(Provided information Opens)

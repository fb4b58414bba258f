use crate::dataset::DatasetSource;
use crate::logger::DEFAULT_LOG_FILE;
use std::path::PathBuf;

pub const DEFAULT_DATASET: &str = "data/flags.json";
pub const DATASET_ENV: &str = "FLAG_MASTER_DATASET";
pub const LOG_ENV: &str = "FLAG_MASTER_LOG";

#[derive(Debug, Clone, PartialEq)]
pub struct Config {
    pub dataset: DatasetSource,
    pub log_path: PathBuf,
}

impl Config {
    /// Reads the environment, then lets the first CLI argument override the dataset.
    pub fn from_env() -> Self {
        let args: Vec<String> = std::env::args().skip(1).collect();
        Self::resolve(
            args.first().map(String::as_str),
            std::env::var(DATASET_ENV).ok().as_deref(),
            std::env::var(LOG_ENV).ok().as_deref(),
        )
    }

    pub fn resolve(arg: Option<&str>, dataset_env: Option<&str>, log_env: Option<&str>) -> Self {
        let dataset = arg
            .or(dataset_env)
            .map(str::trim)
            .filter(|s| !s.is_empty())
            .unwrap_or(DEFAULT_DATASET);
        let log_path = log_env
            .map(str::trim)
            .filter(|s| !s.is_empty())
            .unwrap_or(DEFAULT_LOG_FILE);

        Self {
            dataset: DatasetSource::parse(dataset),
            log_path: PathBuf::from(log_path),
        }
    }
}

(Provided information Closes)
(Provided information Opens)

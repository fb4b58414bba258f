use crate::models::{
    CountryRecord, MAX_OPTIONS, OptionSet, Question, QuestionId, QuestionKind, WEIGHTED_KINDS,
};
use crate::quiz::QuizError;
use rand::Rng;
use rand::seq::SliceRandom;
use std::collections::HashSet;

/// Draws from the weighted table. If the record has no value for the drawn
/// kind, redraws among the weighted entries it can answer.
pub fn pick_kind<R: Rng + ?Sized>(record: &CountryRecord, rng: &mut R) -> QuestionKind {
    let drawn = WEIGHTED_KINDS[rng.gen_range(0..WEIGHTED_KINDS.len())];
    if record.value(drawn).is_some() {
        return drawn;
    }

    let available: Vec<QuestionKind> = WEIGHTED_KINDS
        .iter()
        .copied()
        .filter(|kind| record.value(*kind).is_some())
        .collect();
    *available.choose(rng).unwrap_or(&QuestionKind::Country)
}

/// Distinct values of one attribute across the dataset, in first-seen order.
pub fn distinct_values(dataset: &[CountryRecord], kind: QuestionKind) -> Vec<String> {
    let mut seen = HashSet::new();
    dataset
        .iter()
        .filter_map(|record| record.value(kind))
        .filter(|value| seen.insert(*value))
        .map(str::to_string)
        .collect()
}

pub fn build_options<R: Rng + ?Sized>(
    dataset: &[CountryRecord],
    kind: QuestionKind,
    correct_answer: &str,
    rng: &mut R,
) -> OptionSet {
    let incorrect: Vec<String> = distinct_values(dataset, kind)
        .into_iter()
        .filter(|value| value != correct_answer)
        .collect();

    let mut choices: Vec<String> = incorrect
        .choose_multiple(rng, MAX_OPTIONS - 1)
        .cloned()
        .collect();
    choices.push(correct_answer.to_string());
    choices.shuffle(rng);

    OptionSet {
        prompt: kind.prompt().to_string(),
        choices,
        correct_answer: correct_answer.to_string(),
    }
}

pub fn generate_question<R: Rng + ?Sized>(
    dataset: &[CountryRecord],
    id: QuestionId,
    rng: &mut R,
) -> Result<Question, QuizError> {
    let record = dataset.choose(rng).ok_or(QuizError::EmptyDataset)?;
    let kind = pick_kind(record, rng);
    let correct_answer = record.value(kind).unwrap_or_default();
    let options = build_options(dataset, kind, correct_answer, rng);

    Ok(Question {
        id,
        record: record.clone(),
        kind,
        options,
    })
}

(Provided information Closes)

» Problem details
Return only the number of lines in the data that contain "QuestionId".

» Worked solution
2